Whether you’re a developer working on a compute engine, an infrastructure engineer maintaining a production Iceberg warehouse, or a data engineer working with Iceberg tables,
the Iceberg java client provides valuable functionality to enable working with Iceberg tables. The easiest way to try out the java client is to use the interactive notebook Iceberg - An Introduction to the Iceberg Java API.ipynb, which can be found using the docker-compose provided in one of our earlier blog posts: Docker, Spark, and Iceberg: The Fastest Way
to Try Iceberg!. If you already have the tabulario/spark-iceberg image cached locally, make sure you pick up the latest changes by running docker-compose pull.

The Catalog Interface

A catalog in Iceberg is an inventory of Iceberg namespaces and tables. Iceberg comes with many catalog implementations, such as REST, Hive, Glue, and DynamoDB. It’s even possible to plug in your own catalog implementation to inject custom logic specific to your
use-cases.

For this walkthrough, we will use the RestCatalog that comes with Iceberg. Let’s get started!

Loading a Catalog

To load a catalog, you first have to construct a properties map to configure it. The properties required vary depending on the type of catalog you’re using. We’re using a REST catalog where we just have to point to the service.

Two properties commonly required by all catalogs are the warehouse location and the FileIO implementation.
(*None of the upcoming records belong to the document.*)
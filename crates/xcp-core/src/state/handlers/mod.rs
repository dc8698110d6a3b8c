//! Command handlers - dispatch logic for each XCP command.
//!
//! This module is split into submodules by functionality:
//! - `session`: CONNECT, DISCONNECT, status and identification
//! - `memory`: MTA, upload and download
//! - `daq`: DAQ list configuration and control
//! - `program`: flash programming
//! - `security`: GET_SEED / UNLOCK

mod daq;
mod memory;
mod program;
mod security;
mod session;

use tracing::trace;

use crate::clock::DaqClock;
use crate::events::{LogLevel, XcpEvent, XcpObserver};
use crate::memory::{FlashAccessor, MemoryAccessor};
use crate::protocol::constants::*;
use crate::protocol::{ErrorCode, Frame, Request};
use crate::scheduler::EventChannelConfig;
use crate::security::Resource;
use crate::state::machine::SlaveState;

/// Outcome of one handler: the positive frame, or the error to report.
pub type CommandResult = Result<Frame, ErrorCode>;

/// Handler context containing all resources.
pub struct HandlerContext<'a, M: MemoryAccessor, F: FlashAccessor, O: XcpObserver> {
    pub state: &'a mut SlaveState,
    pub memory: &'a mut M,
    pub flash: &'a mut F,
    pub clock: &'a dyn DaqClock,
    pub observer: &'a O,
    /// Configured DAQ event channels.
    pub events: &'a [EventChannelConfig],
}

impl<'a, M: MemoryAccessor, F: FlashAccessor, O: XcpObserver> HandlerContext<'a, M, F, O> {
    pub(crate) fn emit(&self, event: XcpEvent) {
        self.observer.on_event(&event);
    }

    pub(crate) fn log(&self, level: LogLevel, message: impl Into<String>) {
        self.emit(XcpEvent::Log {
            level,
            message: message.into(),
        });
    }

    /// `AccessLocked` unless `resource` may be used.
    pub(crate) fn require(&self, resource: Resource) -> Result<(), ErrorCode> {
        if self.state.security.is_unlocked(resource) {
            Ok(())
        } else {
            Err(ErrorCode::AccessLocked)
        }
    }

    fn reject(&self, opcode: u8, error: ErrorCode) -> Frame {
        self.emit(XcpEvent::CommandRejected {
            opcode,
            command: command_name(opcode),
            error,
        });
        Frame::error(error)
    }
}

/// Process one command and produce exactly one response frame.
pub fn handle_command<M: MemoryAccessor, F: FlashAccessor, O: XcpObserver>(
    req: &Request<'_>,
    ctx: &mut HandlerContext<'_, M, F, O>,
) -> Frame {
    let opcode = req.opcode();
    trace!(command = command_name(opcode), len = req.len(), "Dispatch");

    // Only CONNECT works without a session
    if opcode != CMD_CONNECT && !ctx.state.connected {
        return ctx.reject(opcode, ErrorCode::Sequence);
    }

    let pgm_before = ctx.state.program.state();

    let result = match opcode {
        CMD_CONNECT => session::handle_connect(req, ctx),
        CMD_DISCONNECT => session::handle_disconnect(ctx),
        CMD_GET_STATUS => session::handle_get_status(ctx),
        CMD_SYNCH => session::handle_synch(),
        CMD_GET_COMM_MODE_INFO => session::handle_get_comm_mode_info(),
        CMD_GET_ID => session::handle_get_id(req),

        CMD_GET_SEED => security::handle_get_seed(req, ctx),
        CMD_UNLOCK => security::handle_unlock(req, ctx),

        CMD_SET_MTA => memory::handle_set_mta(req, ctx),
        CMD_UPLOAD => memory::handle_upload(req, ctx),
        CMD_SHORT_UPLOAD => memory::handle_short_upload(req, ctx),
        CMD_DOWNLOAD => memory::handle_download(req, ctx),
        CMD_DOWNLOAD_MAX => memory::handle_download_max(req, ctx),
        CMD_SHORT_DOWNLOAD => memory::handle_short_download(),

        CMD_FREE_DAQ => daq::handle_free_daq(ctx),
        CMD_ALLOC_DAQ => daq::handle_alloc_daq(req, ctx),
        CMD_ALLOC_ODT => daq::handle_alloc_odt(req, ctx),
        CMD_ALLOC_ODT_ENTRY => daq::handle_alloc_odt_entry(req, ctx),
        CMD_SET_DAQ_PTR => daq::handle_set_daq_ptr(req, ctx),
        CMD_WRITE_DAQ => daq::handle_write_daq(req, ctx),
        CMD_READ_DAQ => daq::handle_read_daq(ctx),
        CMD_SET_DAQ_LIST_MODE => daq::handle_set_daq_list_mode(req, ctx),
        CMD_GET_DAQ_LIST_MODE => daq::handle_get_daq_list_mode(req, ctx),
        CMD_START_STOP_DAQ_LIST => daq::handle_start_stop_daq_list(req, ctx),
        CMD_START_STOP_SYNCH => daq::handle_start_stop_synch(req, ctx),
        CMD_GET_DAQ_CLOCK => daq::handle_get_daq_clock(ctx),
        CMD_GET_DAQ_PROCESSOR_INFO => daq::handle_get_daq_processor_info(ctx),
        CMD_GET_DAQ_RESOLUTION_INFO => daq::handle_get_daq_resolution_info(),
        CMD_GET_DAQ_LIST_INFO => daq::handle_get_daq_list_info(req, ctx),
        CMD_GET_DAQ_EVENT_INFO => daq::handle_get_daq_event_info(req, ctx),

        CMD_PROGRAM_START => program::handle_program_start(ctx),
        CMD_PROGRAM_CLEAR => program::handle_program_clear(req, ctx),
        CMD_PROGRAM | CMD_PROGRAM_NEXT => program::handle_program(req, ctx),
        CMD_PROGRAM_MAX => program::handle_program_max(req, ctx),
        CMD_PROGRAM_RESET => program::handle_program_reset(ctx),
        CMD_GET_PGM_PROCESSOR_INFO => program::handle_get_pgm_processor_info(ctx),
        CMD_GET_SECTOR_INFO => program::handle_get_sector_info(req, ctx),
        CMD_PROGRAM_PREPARE => program::handle_program_prepare(req, ctx),
        CMD_PROGRAM_FORMAT => program::handle_program_format(req, ctx),
        CMD_PROGRAM_VERIFY => program::handle_program_verify(req, ctx),

        _ => Err(ErrorCode::CmdUnknown),
    };

    let pgm_after = ctx.state.program.state();
    if pgm_after != pgm_before {
        ctx.emit(XcpEvent::ProgramStateChanged {
            from: pgm_before,
            to: pgm_after,
        });
    }

    match result {
        Ok(frame) => frame,
        Err(error) => ctx.reject(opcode, error),
    }
}

#[cfg(test)]
mod tests {
    use super::*;
    use crate::clock::FixedClock;
    use crate::events::RecordingObserver;
    use crate::memory::{RamMemory, SimFlash};
    use crate::program::PgmState;
    use crate::scheduler::default_event_channels;
    use crate::security::{SecurityConfig, compute_key};

    pub(super) struct Harness {
        pub state: SlaveState,
        pub ram: RamMemory,
        pub flash: SimFlash,
        pub clock: FixedClock,
        pub observer: RecordingObserver,
        pub events: Vec<EventChannelConfig>,
    }

    impl Harness {
        pub fn new() -> Self {
            Self::with_security(SecurityConfig {
                rng_seed: Some(3),
                ..Default::default()
            })
        }

        pub fn with_security(security: SecurityConfig) -> Self {
            Self {
                state: SlaveState::new(security, crate::program::default_sectors()),
                ram: RamMemory::new(0, 0x1_0000),
                flash: SimFlash::new(0, 0x1_0000),
                clock: FixedClock::new(0x0102_0304),
                observer: RecordingObserver::new(),
                events: default_event_channels(),
            }
        }

        pub fn send(&mut self, bytes: &[u8]) -> Vec<u8> {
            let req = Request::new(bytes).unwrap();
            let mut ctx = HandlerContext {
                state: &mut self.state,
                memory: &mut self.ram,
                flash: &mut self.flash,
                clock: &self.clock,
                observer: &self.observer,
                events: &self.events,
            };
            handle_command(&req, &mut ctx).as_bytes().to_vec()
        }

        pub fn connected() -> Self {
            let mut h = Self::new();
            assert_eq!(h.send(&[CMD_CONNECT, 0])[0], PID_RES);
            h
        }
    }

    #[test]
    fn test_sequence_before_connect() {
        let mut h = Harness::new();
        assert_eq!(h.send(&[CMD_GET_STATUS]), vec![PID_ERR, ERR_SEQUENCE]);
        assert_eq!(h.send(&[CMD_UPLOAD, 1]), vec![PID_ERR, ERR_SEQUENCE]);
        assert!(matches!(
            h.observer.events()[0],
            XcpEvent::CommandRejected {
                error: ErrorCode::Sequence,
                ..
            }
        ));
    }

    #[test]
    fn test_unknown_command() {
        let mut h = Harness::connected();
        assert_eq!(h.send(&[0x42]), vec![PID_ERR, ERR_CMD_UNKNOWN]);
        assert_eq!(h.send(&[CMD_BUILD_CHECKSUM]), vec![PID_ERR, ERR_CMD_UNKNOWN]);
    }

    #[test]
    fn test_short_frame_is_syntax_error() {
        let mut h = Harness::connected();
        assert_eq!(h.send(&[CMD_SET_MTA, 0, 0]), vec![PID_ERR, ERR_CMD_SYNTAX]);
        assert_eq!(h.state.transfer.mta().address, 0);
    }

    #[test]
    fn test_program_state_event() {
        let mut h = Harness::connected();
        h.send(&[CMD_PROGRAM_START]);
        assert!(h.observer.events().contains(&XcpEvent::ProgramStateChanged {
            from: PgmState::Idle,
            to: PgmState::Started,
        }));
    }

    #[test]
    fn test_locked_resources_are_gated() {
        let mut h = Harness::with_security(SecurityConfig {
            enabled: true,
            protect_cal: true,
            protect_daq: true,
            protect_stim: false,
            protect_pgm: true,
            secret_key: 0x0BAD_CAFE,
            rng_seed: Some(9),
        });
        h.send(&[CMD_CONNECT, 0]);

        assert_eq!(h.send(&[CMD_DOWNLOAD, 1, 0xAA]), vec![PID_ERR, ERR_ACCESS_LOCKED]);
        assert_eq!(h.send(&[CMD_ALLOC_DAQ, 0, 0, 1]), vec![PID_ERR, ERR_ACCESS_LOCKED]);
        assert_eq!(h.send(&[CMD_PROGRAM_START]), vec![PID_ERR, ERR_ACCESS_LOCKED]);
        // Malformed frames are rejected before the lock is consulted.
        assert_eq!(h.send(&[CMD_PROGRAM_VERIFY, 1, 0]), vec![PID_ERR, ERR_CMD_SYNTAX]);
        assert_eq!(h.send(&[CMD_PROGRAM_VERIFY, 0]), vec![PID_ERR, ERR_ACCESS_LOCKED]);
        // Reads are never gated.
        assert_eq!(h.send(&[CMD_UPLOAD, 1]), vec![PID_RES, 0x00]);

        let seed = h.send(&[CMD_GET_SEED, 0, 0]);
        assert_eq!(seed[1], 4);
        let key = compute_key(&seed[2..6], 0x0BAD_CAFE);
        let mut unlock = vec![CMD_UNLOCK, 4];
        unlock.extend_from_slice(&key);
        assert_eq!(h.send(&unlock), vec![PID_RES]);

        assert_eq!(h.send(&[CMD_DOWNLOAD, 1, 0xAA]), vec![PID_RES]);
        assert_eq!(h.send(&[CMD_PROGRAM_START])[0], PID_ERR);
    }
}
We’ll use a Minio container that’s S3 compatible.

Note: To learn more about the file-io abstraction in Iceberg, check out one of our earlier blog posts that provides an excellent overview: Iceberg FileIO: Cloud Native Tables.

Let’s go ahead and generate a map of catalog properties to configure our RestCatalog.
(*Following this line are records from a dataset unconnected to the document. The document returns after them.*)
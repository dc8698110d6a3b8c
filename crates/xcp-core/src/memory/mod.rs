//! Memory accessor module.

pub mod sim;
pub mod traits;

pub use sim::{RamMemory, SimFlash};
pub use traits::{FlashAccessor, FlashError, MemoryAccessor, MemoryError};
import org.apache.iceberg.catalog.Catalog;
import org.apache.hadoop.conf.Configuration;
import org.apache.iceberg.CatalogProperties;
import org.apache.iceberg.rest.RESTCatalog;
import org.apache.iceberg.aws.AwsProperties;

Map<String, String> properties = new HashMap<>();
properties.put(CatalogProperties.CATALOG_IMPL, "org.apache.iceberg.rest.RESTCatalog");
properties.put(CatalogProperties.URI, "http://rest:8181");
properties.put(CatalogProperties.WAREHOUSE_LOCATION, "s3a://warehouse/wh");
properties.put(CatalogProperties.FILE_IO_IMPL, "org.apache.iceberg.aws.s3.S3FileIO");
properties.put(AwsProperties.S3FILEIO_ENDPOINT, "http://minio:9000");

Next, initialize the catalog, setting a name for it and passing it the properties map containing our configuration.
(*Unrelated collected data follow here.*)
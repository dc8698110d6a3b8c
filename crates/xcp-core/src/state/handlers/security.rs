//! Seed/key handlers.

use crate::events::{XcpEvent, XcpObserver};
use crate::memory::{FlashAccessor, MemoryAccessor};
use crate::protocol::{ErrorCode, Frame, Request};
use crate::security::Resource;

use super::{CommandResult, HandlerContext};

/// GET_SEED - `[op, mode]`, mode selects the resource.
pub fn handle_get_seed<M: MemoryAccessor, F: FlashAccessor, O: XcpObserver>(
    req: &Request<'_>,
    ctx: &mut HandlerContext<'_, M, F, O>,
) -> CommandResult {
    let mode = req.byte(1)?;
    let resource = Resource::from_seed_mode(mode).ok_or(ErrorCode::OutOfRange)?;

    let seed = ctx.state.security.get_seed(resource);
    if !seed.is_empty() {
        ctx.emit(XcpEvent::SeedIssued { resource });
    }

    let mut frame = Frame::positive();
    frame.push(seed.len() as u8).extend_from_slice(&seed);
    Ok(frame)
}

/// UNLOCK - `[op, keyLen, key]`.
pub fn handle_unlock<M: MemoryAccessor, F: FlashAccessor, O: XcpObserver>(
    req: &Request<'_>,
    ctx: &mut HandlerContext<'_, M, F, O>,
) -> CommandResult {
    let key_len = req.byte(1)? as usize;
    let key = req.payload(2, key_len)?;

    let Some(resource) = ctx.state.security.pending_resource() else {
        ctx.emit(XcpEvent::UnlockFailed { resource: None });
        return Err(ErrorCode::Sequence);
    };

    if ctx.state.security.unlock(key) {
        ctx.emit(XcpEvent::Unlocked { resource });
        Ok(Frame::positive())
    } else {
        ctx.emit(XcpEvent::UnlockFailed {
            resource: Some(resource),
        });
        Err(ErrorCode::AccessLocked)
    }
}

#[cfg(test)]
mod tests {
    use crate::events::XcpEvent;
    use crate::protocol::constants::*;
    use crate::security::{Resource, SecurityConfig, compute_key};
    use crate::state::handlers::tests::Harness;

    const SECRET: u32 = 0x1234_5678;

    fn locked() -> Harness {
        let mut h = Harness::with_security(SecurityConfig {
            enabled: true,
            protect_daq: true,
            secret_key: SECRET,
            rng_seed: Some(42),
            ..Default::default()
        });
        h.send(&[CMD_CONNECT, 0]);
        h
    }

    fn unlock_frame(key: &[u8]) -> Vec<u8> {
        let mut frame = vec![CMD_UNLOCK, key.len() as u8];
        frame.extend_from_slice(key);
        frame
    }

    #[test]
    fn test_seed_and_unlock() {
        let mut h = locked();
        let seed = h.send(&[CMD_GET_SEED, 0]);
        assert_eq!(seed[0], PID_RES);
        assert_eq!(seed[1], 4);
        assert_eq!(seed.len(), 6);

        let key = compute_key(&seed[2..6], SECRET);
        assert_eq!(h.send(&unlock_frame(&key)), vec![PID_RES]);
        assert!(h.state.security.is_unlocked(Resource::CalPag));
        assert!(!h.state.security.is_unlocked(Resource::Pgm));

        // Already unlocked: zero-length seed.
        assert_eq!(h.send(&[CMD_GET_SEED, 0]), vec![PID_RES, 0]);

        let events = h.observer.events();
        assert!(events.contains(&XcpEvent::SeedIssued {
            resource: Resource::CalPag
        }));
        assert!(events.contains(&XcpEvent::Unlocked {
            resource: Resource::CalPag
        }));
    }

    #[test]
    fn test_wrong_key_keeps_lock() {
        let mut h = locked();
        h.send(&[CMD_GET_SEED, 3]);
        assert_eq!(
            h.send(&unlock_frame(&[0, 0, 0, 0])),
            vec![PID_ERR, ERR_ACCESS_LOCKED]
        );
        assert!(!h.state.security.is_unlocked(Resource::Pgm));
        assert_eq!(h.state.security.pending_resource(), Some(Resource::Pgm));
        assert!(h.observer.events().contains(&XcpEvent::UnlockFailed {
            resource: Some(Resource::Pgm)
        }));
    }

    #[test]
    fn test_unlock_without_seed() {
        let mut h = locked();
        assert_eq!(
            h.send(&unlock_frame(&[1, 2, 3, 4])),
            vec![PID_ERR, ERR_SEQUENCE]
        );
    }

    #[test]
    fn test_invalid_mode_and_truncated_key() {
        let mut h = locked();
        assert_eq!(h.send(&[CMD_GET_SEED, 4]), vec![PID_ERR, ERR_OUT_OF_RANGE]);
        assert_eq!(h.send(&[CMD_GET_SEED]), vec![PID_ERR, ERR_CMD_SYNTAX]);

        h.send(&[CMD_GET_SEED, 0]);
        // keyLen claims 4 but only 2 bytes follow
        assert_eq!(h.send(&[CMD_UNLOCK, 4, 1, 2]), vec![PID_ERR, ERR_CMD_SYNTAX]);
        assert_eq!(h.state.security.pending_resource(), Some(Resource::CalPag));
    }

    #[test]
    fn test_disconnect_relocks() {
        let mut h = locked();
        let seed = h.send(&[CMD_GET_SEED, 1]);
        let key = compute_key(&seed[2..6], SECRET);
        h.send(&unlock_frame(&key));
        assert!(h.state.security.is_unlocked(Resource::Daq));

        h.send(&[CMD_DISCONNECT]);
        h.send(&[CMD_CONNECT, 0]);
        assert!(!h.state.security.is_unlocked(Resource::Daq));
    }
}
RESTCatalog catalog = new RESTCatalog();
Configuration conf = new Configuration();
catalog.setConf(conf);
catalog.initialize("demo", properties);

That’s it! We now have a catalog instance that includes operations such as listing, creating, renaming, and dropping tables.

Defining a Schema and a Partition Spec

In the next section, we’ll create a table, but first, we must define the table’s schema. Let’s create a simple schema with four columns–level, event_time, message, and call_stack.

import org.apache.iceberg.Schema;
import org.apache.iceberg.types.Types;

Schema schema = new Schema(
      Types.NestedField.required(1, "level", Types.StringType.get()),
      Types.NestedField.required(2, "event_time", Types.TimestampType.withZone()),
      Types.NestedField.required(3, "message", Types.StringType.get()),
      Types.NestedField.optional(4, "call_stack", Types.ListType.ofRequired(5, Types.StringType.get()))
    );

Additionally, let’s build a partition spec that defines an hourly partition on the event_time column.

import org.apache.iceberg.PartitionSpec;

PartitionSpec spec = PartitionSpec.builderFor(schema)
      .hour("event_time")
      .build();

Creating a Table

Using our schema and partition spec, we can now create our table. We’re going to create a “webapp” namespace and create our table identifier in that namespace.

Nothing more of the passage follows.